I haven't talked to him about this so my goal is to guilt him into it with your help.

Parameters:

Voyagersixone trains, eats, and supplements the way I tell him to

Reward:

Free programming and nutrition from Helios Nutrition and commentary by "Poppa Jin"

Who's in?


----------



## Gibsonator (Feb 16, 2020)

I think this is a great idea and a very kind gesture on your part.


----------



## CJ (Feb 16, 2020)

Hell of an offer!!!!


----------



## Thatgoodfellow (Feb 16, 2020)

Ya exactly what Gibs said. plus we all could probably learn a bit from it as well. Voyager you are about to be transformed into The man himself, Richard Simmons.


----------



## tinymk (Feb 16, 2020)

I am in...


----------



## Voyagersixone (Feb 16, 2020)

I’m a bit overwhelmed brothers - by not only this incredibly generous offer but by the support. Much love and sincere gratitude. (Special thanks to the guys that have been with me and listening to me bitch and moan... Gibs/CJ/Papa Jin/S30).

Doing a log in the first place was a bit of a risk for me as I’m usually afraid to fail in public. But... the guilt worked, Spongy. 



Thatgoodfellow said:


> Ya exactly what Gibs said. plus we all could probably learn a bit from it as well. Voyager you are about to be transformed into The man himself, *Richard Simmons*.



*A DREAM COME TRUE*


----------



## Spongy (Feb 16, 2020)

**** yes...


----------



## Gibsonator (Feb 16, 2020)

looking forward to it man, and I thing Voyager will be the right guy to do this with.


----------



## CJ (Feb 16, 2020)

Gibsonator said:


> looking forward to it man, and I thing Voyager will be the right guy to do this with.



Yup!

He'll see it through.


----------



## Voyagersixone (Feb 16, 2020)

Y’all should make sure spongy knows he’s got his work cut out for him though...


----------



## Voyagersixone (Feb 16, 2020)

And no-homo hugs to both of you gibs and CJ. Super sweet.


----------



## Gibsonator (Feb 16, 2020)

spongey just wants the nudes progress pics


----------



## Jin (Feb 16, 2020)

Fantastic idea.


----------



## Grizzly911 (Feb 16, 2020)

I'm all for it, would love to see how he progresses.


----------



## Voyagersixone (Feb 16, 2020)

Gibsonator said:


> spongey just wants the nudes progress pics



deal. What I lack in physique I make up in other ways


----------



## Viduus (Feb 16, 2020)

Following for the nudz...

(I’m a Helios client... little help will change your life)


----------



## SFGiants (Feb 16, 2020)

Awesome!​.......................


----------



## Voyagersixone (Feb 16, 2020)

Viduus said:


> Following for the nudz...
> 
> (I’m a Helios client... little help will change your life)

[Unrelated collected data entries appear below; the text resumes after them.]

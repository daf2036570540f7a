// src/stream/event.rs
//! Ingestion-boundary validation: raw JSON payloads become typed [`RawEvent`]s or are rejected.

use once_cell::sync::Lazy;
use regex::Regex;
use serde::{Deserialize, Serialize};
use serde_json::Value;

use crate::error::MalformedEvent;

static RE_WS: Lazy<Regex> = Lazy::new(|| Regex::new(r"\s+").expect("whitespace regex"));

/// One inbound post. Immutable once received.
#[derive(Debug, Clone, PartialEq, Eq, Serialize, Deserialize)]
pub struct RawEvent {
    pub id: String,
    pub author_handle: String,
    /// Normalized post text (entities decoded, whitespace collapsed).
    pub text: String,
    /// Original payload, persisted verbatim.
    pub raw: String,
}

impl RawEvent {
    pub fn from_json(raw: &str) -> Result<Self, MalformedEvent> {
        let value: Value =
            serde_json::from_str(raw).map_err(|e| MalformedEvent::InvalidJson(e.to_string()))?;
        Self::from_value(&value, raw.trim().to_string())
    }

    /// Accepts `id_str`/`id` (string or number), `text`, and `user.screen_name`/`author_handle`.
    pub fn from_value(value: &Value, raw: String) -> Result<Self, MalformedEvent> {
        let id = ["/id_str", "/id"]
            .iter()
            .find_map(|p| value.pointer(p).and_then(scalar_string))
            .ok_or(MalformedEvent::MissingField("id"))?;

        let text = value
            .pointer("/text")
            .and_then(Value::as_str)
            .map(normalize_text)
            .filter(|t| !t.is_empty())
            .ok_or(MalformedEvent::MissingField("text"))?;

        let author_handle = ["/user/screen_name", "/author_handle"]
            .iter()
            .find_map(|p| value.pointer(p).and_then(Value::as_str))
            .map(|s| s.trim().to_string())
            .filter(|s| !s.is_empty())
            .ok_or(MalformedEvent::MissingField("author_handle"))?;

        Ok(Self {
            id,
            author_handle,
            text,
            raw,
        })
    }
}

fn scalar_string(v: &Value) -> Option<String> {
    match v {
        Value::String(s) if !s.trim().is_empty() => Some(s.trim().to_string()),
        Value::Number(n) => Some(n.to_string()),
        _ => None,
    }
}

/// Decode HTML entities (streams deliver `&amp;`) and collapse whitespace.
pub fn normalize_text(s: &str) -> String {
    let decoded = html_escape::decode_html_entities(s);
    RE_WS.replace_all(&decoded, " ").trim().to_string()
}
//! CLI command implementations

pub mod backup;
pub mod check;
pub mod init;
pub mod ls;
pub mod prune;
pub mod setup;
pub mod snapshots;
pub mod stats;
pub mod unlock;

use anyhow::{Context, Result};
use ratatosk_core::{Config, HostStore};
use ratatosk_restic::ResticCmd;

/// Load the host store, requiring at least one definition
pub(crate) fn load_hosts(config: &Config) -> Result<HostStore> {
    let store = HostStore::load(&config.etc_dir)
        .with_context(|| format!("loading host definitions from {}", config.etc_dir))?;
    if store.is_empty() {
        tracing::warn!("no host definitions found in {}", config.etc_dir);
    }
    Ok(store)
}

/// restic invocation against a host's repository, from this machine
pub(crate) fn local_restic(config: &Config, hostname: &str) -> ResticCmd {
    ResticCmd::new(
        &config.global.restic_local,
        config.global.repo_for(hostname),
        config.global.password_file.as_str(),
    )
}
//! restic's line-delimited JSON event protocol
//!
//! With `--json`, restic emits one JSON object per line tagged by
//! `message_type`: transient `status` lines, `error` lines, and a final
//! `summary`. The consumer is a single pass in input order; anything that
//! does not parse, or carries an unknown tag, is logged and dropped.

use serde::Deserialize;
use tracing::{debug, warn};

use crate::record::BackupStats;

/// One parsed protocol line
#[derive(Debug, Clone, Deserialize)]
#[serde(tag = "message_type", rename_all = "snake_case")]
pub enum ResticEvent {
    Error(ErrorEvent),
    Summary(SummaryEvent),
    Status(StatusEvent),
}

/// An error reported mid-backup; the backup usually continues past it
#[derive(Debug, Clone, Deserialize)]
pub struct ErrorEvent {
    #[serde(default)]
    pub item: String,
    #[serde(default)]
    pub error: Option<ErrorDetail>,
}

#[derive(Debug, Clone, Deserialize)]
pub struct ErrorDetail {
    #[serde(rename = "Op", default)]
    pub op: Option<String>,
    #[serde(rename = "Err", default)]
    pub err: Option<serde_json::Value>,
    #[serde(default)]
    pub message: Option<String>,
}

impl ErrorEvent {
    /// Human readable form, mirroring restic's own fields
    pub fn message(&self) -> String {
        match &self.error {
            Some(detail) => {
                if let Some(message) = &detail.message {
                    format!("Error: {} ({})", message, self.item)
                } else {
                    format!(
                        "Error {}({}): {}",
                        detail.op.as_deref().unwrap_or("?"),
                        detail.err.as_ref().map(|e| e.to_string()).unwrap_or_default(),
                        self.item
                    )
                }
            }
            None => format!("Unknown error: {}", self.item),
        }
    }
}

/// Final statistics for one backup
#[derive(Debug, Clone, Default, Deserialize)]
pub struct SummaryEvent {
    #[serde(default)]
    pub files_new: u64,
    #[serde(default)]
    pub files_changed: u64,
    #[serde(default)]
    pub files_unmodified: u64,
    #[serde(default)]
    pub dirs_new: u64,
    #[serde(default)]
    pub dirs_changed: u64,
    #[serde(default)]
    pub dirs_unmodified: u64,
    #[serde(default)]
    pub total_files_processed: u64,
    #[serde(default)]
    pub total_bytes_processed: u64,
    #[serde(default)]
    pub data_added: u64,
    #[serde(default)]
    pub total_duration: f64,
    #[serde(default)]
    pub snapshot_id: String,
}

/// Transient progress, shown live but never persisted
#[derive(Debug, Clone, Default, Deserialize)]
pub struct StatusEvent {
    #[serde(default)]
    pub seconds_elapsed: Option<u64>,
    #[serde(default)]
    pub percent_done: Option<f64>,
    #[serde(default)]
    pub files_done: Option<u64>,
    #[serde(default)]
    pub total_files: Option<u64>,
}

impl StatusEvent {
    /// One-line rendering for live feedback
    pub fn describe(&self) -> String {
        let mut parts = Vec::new();
        if let Some(s) = self.seconds_elapsed {
            parts.push(format!("Seconds elapsed: {s}"));
        }
        if let Some(p) = self.percent_done {
            parts.push(format!("Percent done: {:.0}", p * 100.0));
        }
        if let Some(f) = self.files_done {
            parts.push(format!("Files done: {f}"));
        }
        parts.join(", ")
    }
}

/// Where transient status lines go. Injected so drivers never care whether
/// a terminal is attached.
pub trait ProgressSink: Send + Sync {
    fn status(&self, status: &StatusEvent);

    /// Called when a backup finishes, to clear any live line
    fn clear(&self) {}
}

/// Discards all progress
pub struct NullProgress;

impl ProgressSink for NullProgress {
    fn status(&self, _status: &StatusEvent) {}
}

/// Parse one protocol line. `None` means the line carried no event: blank,
/// not JSON, or an unknown `message_type`.
pub fn parse_line(line: &str) -> Option<ResticEvent> {
    let line = line.trim();
    if line.is_empty() {
        return None;
    }
    if !line.starts_with('{') {
        debug!("non-json restic output: {line}");
        return None;
    }
    match serde_json::from_str::<ResticEvent>(line) {
        Ok(event) => Some(event),
        Err(err) => {
            warn!("discarding unparseable restic line ({err}): {line}");
            None
        }
    }
}

/// Folds an event stream into the final statistics and error list.
///
/// The fold owns all mutation; the resulting record is immutable once
/// `finish` runs.
#[derive(Debug, Default)]
pub struct EventFold {
    errors: Vec<String>,
    summary: Option<SummaryEvent>,
}

impl EventFold {
    pub fn new() -> Self {
        Self::default()
    }

    pub fn push(&mut self, event: ResticEvent, progress: &dyn ProgressSink) {
        match event {
            ResticEvent::Error(err) => self.errors.push(err.message()),
            ResticEvent::Summary(summary) => self.summary = Some(summary),
            ResticEvent::Status(status) => progress.status(&status),
        }
    }

    pub fn finish(self) -> (Option<BackupStats>, Vec<String>) {
        (self.summary.as_ref().map(BackupStats::from_summary), self.errors)
    }
}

thats what PMs are for... duhhhh.


----------



## Trump (Feb 16, 2020)

Made my day this, great offer from spongy. V61 is a cool guy I looking forward to this. I can see some hilarious shit going down on this journey and some amazing results


----------



## Voyagersixone (Feb 16, 2020)

Trump said:


> Made my day this, great offer from spongy. V61 is a cool guy I looking forward to this. I can see some hilarious shit going down on this journey and some amazing results



without a doubt an AMAZING opportunity. 
sweet words man.


----------



## Jin (Feb 16, 2020)

Voyagersixone said:


> deal. What I lack in physique I make up in other ways



Your cock will
never be as impressive as Seekers.......


----------



## Beserker (Feb 16, 2020)

I recommended this on his intro thread... definitely in for this one!


----------



## NbleSavage (Feb 16, 2020)

In fer the ride. Voyager, yer in fer an experience. This will transforme ye.


----------